Meaning of Sexual Harassment in the Workplace

Sexual harassment refers to “unwelcome sexual advances, requests for sexual favors, and other verbal or physical conduct of a sexual nature” (EEOC, 2016). The EEOC stipulates three criteria a conduct must meet to qualify as sexual harassment. First, the conduct must be explicitly or implicitly defined as a condition which a person must fulfill or submit to before or during employment. Second, an individual’s choice to submit to or object to such practice influences employment decisions that affect them. Third, the behavior must purposefully have a detrimental impact on an employees’ performance, mental health, career advancement, as well as create “an intimidating, hostile, or offensive working environment” (EEOC, 2016).

Several studies have explored the manifestation of sexual workplace harassment. Among physical therapist clinicians and students, for instance, sexual harassment may involve inappropriate patient sexual behavior, including “leering, sexual remarks, deliberate touching, indecent exposure, and sexual assault” (Boissonnault et al., 2017).
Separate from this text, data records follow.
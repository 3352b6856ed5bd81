use anyhow::{Context, Result};
use diesel::{
    pg::Pg,
    query_builder::{QueryFragment, QueryId},
    ConnectionResult, QueryResult,
};
use diesel_async::{
    pooled_connection::{
        bb8::{Pool, PooledConnection},
        AsyncDieselConnectionManager, ManagerConfig,
    },
    AsyncPgConnection, RunQueryDsl,
};
use diesel_migrations::{EmbeddedMigrations, MigrationHarness};
use futures_util::{future::BoxFuture, FutureExt};
use tracing::{info, warn};

pub type DbPool = Pool<AsyncPgConnection>;
pub type ArcDbPool = std::sync::Arc<DbPool>;
pub type DbPoolConnection<'a> = PooledConnection<'a, AsyncPgConnection>;

/// Postgres bind parameters are a u16 internally, so a single insert statement
/// can never carry more than this many values.
pub const MAX_DIESEL_PARAM_SIZE: usize = u16::MAX as usize;

const DEFAULT_POOL_SIZE: u32 = 30;

/// Establishes a TLS postgres connection by hand so that managed databases
/// requiring `sslmode=require` work with diesel-async.
fn establish_connection(database_url: &str) -> BoxFuture<ConnectionResult<AsyncPgConnection>> {
    use native_tls::TlsConnector;
    use postgres_native_tls::MakeTlsConnector;

    let url = database_url.to_string();
    async move {
        let connector = TlsConnector::builder()
            .danger_accept_invalid_certs(true)
            .build()
            .expect("Could not build TLS connector");
        let connector = MakeTlsConnector::new(connector);
        let (client, connection) = tokio_postgres::connect(&url, connector)
            .await
            .expect("Could not connect to database");
        tokio::spawn(async move {
            if let Err(e) = connection.await {
                warn!(error = ?e, "Postgres connection error");
            }
        });
        AsyncPgConnection::try_from(client).await
    }
    .boxed()
}

pub async fn new_db_pool(database_url: &str, pool_size: Option<u32>) -> Result<ArcDbPool> {
    let pool_size = pool_size.unwrap_or(DEFAULT_POOL_SIZE);
    let manager = if database_url.contains("sslmode=require") {
        info!("Creating connection pool with TLS");
        let mut config = ManagerConfig::<AsyncPgConnection>::default();
        config.custom_setup = Box::new(establish_connection);
        AsyncDieselConnectionManager::<AsyncPgConnection>::new_with_config(database_url, config)
    } else {
        AsyncDieselConnectionManager::<AsyncPgConnection>::new(database_url)
    };
    let pool = Pool::builder()
        .max_size(pool_size)
        .build(manager)
        .await
        .context("Failed to build the connection pool")?;
    Ok(std::sync::Arc::new(pool))
}

/// Runs embedded migrations on a blocking thread; diesel-migrations only
/// speaks sync connections.
pub async fn run_pending_migrations(
    database_url: &str,
    migrations: EmbeddedMigrations,
) -> Result<()> {
    let url = database_url.to_string();
    tokio::task::spawn_blocking(move || {
        use diesel::Connection;
        let mut conn = diesel::PgConnection::establish(&url)
            .context("Failed to establish migration connection")?;
        conn.run_pending_migrations(migrations)
            .map_err(|e| anyhow::anyhow!("Failed to run migrations: {e}"))?;
        anyhow::Ok(())
    })
    .await
    .context("Migration task panicked")??;
    Ok(())
}

/// Given the number of items to insert and how many bind parameters one row
/// consumes, returns the (start, end) windows that keep each statement under
/// the postgres parameter limit.
pub fn get_chunks(num_items_to_insert: usize, column_count: usize) -> Vec<(usize, usize)> {
    let max_item_size = MAX_DIESEL_PARAM_SIZE / column_count;
    let mut chunk: (usize, usize) = (0, std::cmp::min(num_items_to_insert, max_item_size));
    let mut chunks = vec![chunk];
    while chunk.1 != num_items_to_insert {
        chunk = (
            chunk.0 + max_item_size,
            std::cmp::min(num_items_to_insert, chunk.1 + max_item_size),
        );
        chunks.push(chunk);
    }
    chunks
}

pub async fn execute_with_better_error<U>(pool: ArcDbPool, query: U) -> QueryResult<usize>
where
    U: QueryFragment<Pg> + QueryId + Send,
{
    let debug_string = diesel::debug_query::<Pg, _>(&query).to_string();
    let mut conn = pool.get().await.map_err(|e| {
        warn!(error = ?e, "Error getting connection from pool");
        diesel::result::Error::DatabaseError(
            diesel::result::DatabaseErrorKind::UnableToSendCommand,
            Box::new(e.to_string()),
        )
    })?;
    let res = query.execute(&mut conn).await;
    if let Err(ref e) = res {
        warn!(error = ?e, query = debug_string, "Error running query");
    }
    res
}

/// Builds `build_query` over chunks of `items_to_insert` and executes the
/// chunks concurrently.
pub async fn execute_in_chunks<U, T>(
    pool: ArcDbPool,
    build_query: fn(Vec<T>) -> U,
    items_to_insert: &[T],
    chunk_size: usize,
) -> Result<(), diesel::result::Error>
where
    U: QueryFragment<Pg> + QueryId + Send + 'static,
    T: Clone + Send + 'static,
{
    let tasks = get_chunks(items_to_insert.len(), chunk_size)
        .into_iter()
        .map(|(start_ind, end_ind)| {
            let items = items_to_insert[start_ind..end_ind].to_vec();
            let pool = pool.clone();
            tokio::spawn(async move {
                let query = build_query(items);
                execute_with_better_error(pool, query).await
            })
        })
        .collect::<Vec<_>>();

    let results = futures_util::future::try_join_all(tasks)
        .await
        .expect("Chunked insert task panicked");
    for res in results {
        res?;
    }
    Ok(())
}

#[cfg(test)]
mod tests {
    use super::*;

    #[test]
    fn test_get_chunks_logic() {
        assert_eq!(get_chunks(10, 5), vec![(0, 10)]);
        // The max chunk size is (u16::MAX / column_count); 65_535 / 2 = 32_767.
        assert_eq!(
            get_chunks(65_535, 2),
            vec![(0, 32_767), (32_767, 65_534), (65_534, 65_535)]
        );
        assert_eq!(get_chunks(0, 5), vec![(0, 0)]);
    }
}
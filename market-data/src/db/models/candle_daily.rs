use crate::schema::candle_daily;
use bigdecimal::BigDecimal;
use chrono::{DateTime, NaiveDate, Utc};
use diesel::{pg::Pg, prelude::*, query_builder::QueryFragment, upsert::excluded};
use diesel_async::{AsyncPgConnection, RunQueryDsl};
use field_count::FieldCount;
use serde::{Deserialize, Serialize};
use uuid::Uuid;

#[derive(Clone, Debug, Deserialize, FieldCount, Identifiable, Insertable, Queryable, Selectable, Serialize)]
#[diesel(primary_key(instrument_id, date_quote))]
#[diesel(table_name = candle_daily)]
pub struct CandleDaily {
    pub instrument_id: Uuid,
    pub date_quote: NaiveDate,
    pub open: BigDecimal,
    pub high: BigDecimal,
    pub low: BigDecimal,
    pub close: BigDecimal,
    pub volume: Option<i64>,
    pub traded_at: Option<DateTime<Utc>>,
}

pub fn upsert_candles_query(
    items_to_insert: Vec<CandleDaily>,
) -> impl QueryFragment<Pg> + diesel::query_builder::QueryId + Send {
    use crate::schema::candle_daily::dsl::*;
    diesel::insert_into(candle_daily)
        .values(items_to_insert)
        .on_conflict((instrument_id, date_quote))
        .do_update()
        .set((
            open.eq(excluded(open)),
            high.eq(excluded(high)),
            low.eq(excluded(low)),
            close.eq(excluded(close)),
            volume.eq(excluded(volume)),
            traded_at.eq(excluded(traded_at)),
        ))
}

impl CandleDaily {
    pub async fn fetch_range(
        conn: &mut AsyncPgConnection,
        instrument: Uuid,
        from: NaiveDate,
        to: NaiveDate,
    ) -> QueryResult<Vec<CandleDaily>> {
        candle_daily::table
            .filter(candle_daily::instrument_id.eq(instrument))
            .filter(candle_daily::date_quote.ge(from))
            .filter(candle_daily::date_quote.le(to))
            .order_by(candle_daily::date_quote.asc())
            .select(CandleDaily::as_select())
            .load(conn)
            .await
    }
}
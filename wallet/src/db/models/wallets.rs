use crate::schema::wallets;
use chrono::{DateTime, Utc};
use diesel::{prelude::*, result::DatabaseErrorKind, result::Error as DieselError};
use diesel_async::{AsyncPgConnection, RunQueryDsl};
use serde::{Deserialize, Serialize};
use uuid::Uuid;

#[derive(Clone, Debug, Deserialize, Identifiable, Queryable, Selectable, Serialize)]
#[diesel(table_name = wallets)]
pub struct Wallet {
    pub id: Uuid,
    pub user_id: Uuid,
    pub name: String,
    pub created_at: DateTime<Utc>,
    pub updated_at: DateTime<Utc>,
}

/// Trim and collapse internal whitespace so uniqueness checks compare what a
/// user would consider the same name.
pub fn normalize_name(name: &str) -> String {
    name.split_whitespace().collect::<Vec<_>>().join(" ")
}

pub enum WalletCreateOutcome {
    Created(Wallet),
    DuplicateName,
}

impl Wallet {
    pub async fn find_owned(
        conn: &mut AsyncPgConnection,
        user_id: Uuid,
        wallet_id: Uuid,
    ) -> QueryResult<Option<Wallet>> {
        wallets::table
            .filter(wallets::id.eq(wallet_id))
            .filter(wallets::user_id.eq(user_id))
            .select(Wallet::as_select())
            .first(conn)
            .await
            .optional()
    }

    pub async fn list_for_user(
        conn: &mut AsyncPgConnection,
        user_id: Uuid,
    ) -> QueryResult<Vec<Wallet>> {
        wallets::table
            .filter(wallets::user_id.eq(user_id))
            .order_by(wallets::created_at.asc())
            .select(Wallet::as_select())
            .load(conn)
            .await
    }

    pub async fn create(
        conn: &mut AsyncPgConnection,
        user_id: Uuid,
        name: &str,
    ) -> QueryResult<WalletCreateOutcome> {
        let name = normalize_name(name);
        let inserted = diesel::insert_into(wallets::table)
            .values((wallets::user_id.eq(user_id), wallets::name.eq(&name)))
            .returning(Wallet::as_returning())
            .get_result(conn)
            .await;
        match inserted {
            Ok(wallet) => Ok(WalletCreateOutcome::Created(wallet)),
            Err(DieselError::DatabaseError(DatabaseErrorKind::UniqueViolation, _)) => {
                Ok(WalletCreateOutcome::DuplicateName)
            },
            Err(e) => Err(e),
        }
    }

    /// Deletes a wallet owned by the user; cascades take the accounts and
    /// asset rows with it. Returns false when the wallet is not theirs.
    pub async fn delete_owned(
        conn: &mut AsyncPgConnection,
        user_id: Uuid,
        wallet_id: Uuid,
    ) -> QueryResult<bool> {
        let deleted = diesel::delete(
            wallets::table
                .filter(wallets::id.eq(wallet_id))
                .filter(wallets::user_id.eq(user_id)),
        )
        .execute(conn)
        .await?;
        Ok(deleted > 0)
    }
}

#[cfg(test)]
mod tests {
    use super::*;

    #[test]
    fn test_normalize_name() {
        assert_eq!(normalize_name("  My   Wallet "), "My Wallet");
        assert_eq!(normalize_name("plain"), "plain");
        assert_eq!(normalize_name(""), "");
    }
}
Common forms of sexual misconduct reported in the research such as actual or attempted rape or sexual assault, unwanted pressure for sexual favors, inappropriate deliberate touching, leaning over, cornering, or pinching, and unwelcome sexual looks or gestures, insistent inquiry into an individual’s sexual life, unwanted pressure for dates, sexual teasing, jokes, or remarks, inappropriate names (e.g. girl, hunk, babe, or honey), giving out personal gifts, inappropriate gestures (e.g. hugging, kissing, patting, or stroking, or sexually suggestive signals), and standing close or brushing up against a person, among others” (Kensbock et al., 2015).
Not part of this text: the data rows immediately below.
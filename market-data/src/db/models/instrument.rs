use crate::{
    db::enums::{Currency, InstrumentStatus, InstrumentType},
    normalize::{normalize_symbol, strip_accents, validate_isin},
    schema::{instruments, markets},
};
use chrono::{DateTime, Utc};
use diesel::{prelude::*, result::DatabaseErrorKind, result::Error as DieselError};
use diesel_async::{AsyncPgConnection, RunQueryDsl};
use field_count::FieldCount;
use serde::{Deserialize, Serialize};
use tracing::{debug, warn};
use uuid::Uuid;

#[derive(Clone, Debug, Deserialize, Identifiable, Queryable, Selectable, Serialize)]
#[diesel(table_name = instruments)]
pub struct Instrument {
    pub id: Uuid,
    pub market_id: Uuid,
    pub symbol: String,
    pub isin: Option<String>,
    pub shortname: String,
    pub name: Option<String>,
    pub kind: InstrumentType,
    pub status: InstrumentStatus,
    pub currency: Currency,
    pub historical_source: Option<String>,
    pub created_at: DateTime<Utc>,
    pub updated_at: DateTime<Utc>,
}

#[derive(Clone, Debug, Deserialize, FieldCount, Insertable, Serialize)]
#[diesel(table_name = instruments)]
pub struct NewInstrument {
    pub market_id: Uuid,
    pub symbol: String,
    pub isin: Option<String>,
    pub shortname: String,
    pub name: Option<String>,
    pub kind: InstrumentType,
    pub status: InstrumentStatus,
    pub currency: Currency,
    pub historical_source: Option<String>,
}

/// Instrument attributes proposed by an ingestion source before the registry
/// has resolved them against the database.
#[derive(Clone, Debug)]
pub struct InstrumentProposal {
    pub symbol: String,
    pub isin: Option<String>,
    pub shortname: String,
    pub name: Option<String>,
    pub kind: InstrumentType,
    pub currency: Option<Currency>,
}

impl InstrumentProposal {
    /// Normalizes the raw source symbol; rows without a usable symbol are
    /// skipped by the pipeline.
    pub fn from_source(symbol: &str, name: Option<String>, kind: InstrumentType) -> Option<Self> {
        let symbol = normalize_symbol(symbol)?;
        Some(Self {
            shortname: symbol.clone(),
            symbol,
            isin: None,
            name,
            kind,
            currency: None,
        })
    }

    /// Fills the ISO-6166 code from the vendor symbol-map when the proposal
    /// lacks one. Placeholder values and malformed codes are ignored.
    pub fn enrich_isin(&mut self, isin: &str) {
        if self.isin.is_some() {
            return;
        }
        if isin == "nan" || !validate_isin(isin) {
            debug!(symbol = self.symbol, isin = isin, "Ignoring unusable ISIN");
            return;
        }
        self.isin = Some(isin.to_string());
    }
}

impl Instrument {
    pub async fn find_in_market(
        conn: &mut AsyncPgConnection,
        market_id: Uuid,
        symbol: &str,
    ) -> QueryResult<Option<Instrument>> {
        instruments::table
            .filter(instruments::market_id.eq(market_id))
            .filter(instruments::symbol.eq(symbol))
            .select(Instrument::as_select())
            .first(conn)
            .await
            .optional()
    }

    pub async fn find_by_symbol(
        conn: &mut AsyncPgConnection,
        symbol: &str,
    ) -> QueryResult<Option<Instrument>> {
        instruments::table
            .filter(instruments::symbol.eq(symbol))
            .select(Instrument::as_select())
            .first(conn)
            .await
            .optional()
    }

    pub async fn count_in_market(conn: &mut AsyncPgConnection, market_id: Uuid) -> QueryResult<i64> {
        instruments::table
            .filter(instruments::market_id.eq(market_id))
            .count()
            .get_result(conn)
            .await
    }

    /// Looks the proposal up by symbol within the market and inserts it on a
    /// miss, defaulting the currency to the market currency. A losing racer
    /// on the symbol unique constraint re-reads and returns the winner.
    pub async fn resolve_or_create(
        conn: &mut AsyncPgConnection,
        market_id: Uuid,
        market_currency: Currency,
        proposal: &InstrumentProposal,
    ) -> QueryResult<Instrument> {
        if let Some(existing) = Self::find_in_market(conn, market_id, &proposal.symbol).await? {
            return Ok(existing);
        }

        let row = NewInstrument {
            market_id,
            symbol: proposal.symbol.clone(),
            isin: proposal.isin.clone(),
            shortname: proposal.shortname.clone(),
            name: proposal.name.clone(),
            kind: proposal.kind,
            status: InstrumentStatus::Active,
            currency: proposal.currency.unwrap_or(market_currency),
            historical_source: None,
        };

        let inserted = diesel::insert_into(instruments::table)
            .values(&row)
            .returning(Instrument::as_returning())
            .get_result(conn)
            .await;

        match inserted {
            Ok(instrument) => Ok(instrument),
            Err(DieselError::DatabaseError(DatabaseErrorKind::UniqueViolation, info)) => {
                warn!(
                    symbol = proposal.symbol,
                    details = info.message(),
                    "Lost instrument insert race, re-reading"
                );
                Self::find_in_market(conn, market_id, &proposal.symbol)
                    .await?
                    .ok_or(DieselError::NotFound)
            },
            Err(e) => Err(e),
        }
    }

    /// Instruments for one MIC, ordered by symbol (the dropdown options list).
    pub async fn list_for_mic(
        conn: &mut AsyncPgConnection,
        mic: &str,
        limit: i64,
        offset: i64,
    ) -> QueryResult<Vec<Instrument>> {
        instruments::table
            .inner_join(markets::table)
            .filter(markets::mic.eq(mic))
            .order_by(instruments::symbol.asc())
            .offset(offset)
            .limit(limit)
            .select(Instrument::as_select())
            .load(conn)
            .await
    }

    /// Case-insensitive partial match on shortname or full name. Diacritics
    /// are dropped from the needle; vendor listings publish ASCII names.
    pub async fn search(
        conn: &mut AsyncPgConnection,
        query: &str,
        limit: i64,
    ) -> QueryResult<Vec<(Instrument, String)>> {
        let q = strip_accents(query.trim());
        if q.is_empty() {
            return Ok(vec![]);
        }
        let like = format!("%{}%", q);
        instruments::table
            .inner_join(markets::table)
            .filter(
                instruments::shortname
                    .ilike(like.clone())
                    .or(instruments::name.ilike(like)),
            )
            .order_by(instruments::shortname.asc())
            .limit(limit)
            .select((Instrument::as_select(), markets::mic))
            .load(conn)
            .await
    }
}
The perpetrator or victim of sexual harassment in the work environment may be any gender or sex. Although male employees are overwhelmingly responsible for sexual harassment against their female peers at work, male employees also harass other fellow male employees (McDonald & Charlesworth, 2016). Staff members are also sexually mistreated by female colleagues. Women may also harass their female peers. Male employees encounter different forms of sexual harassment from their male and female co-workers (Holland et al., 2016). These fascinating observations indicate that both female and male cause or suffer unwelcome behaviors on the basis of their gender.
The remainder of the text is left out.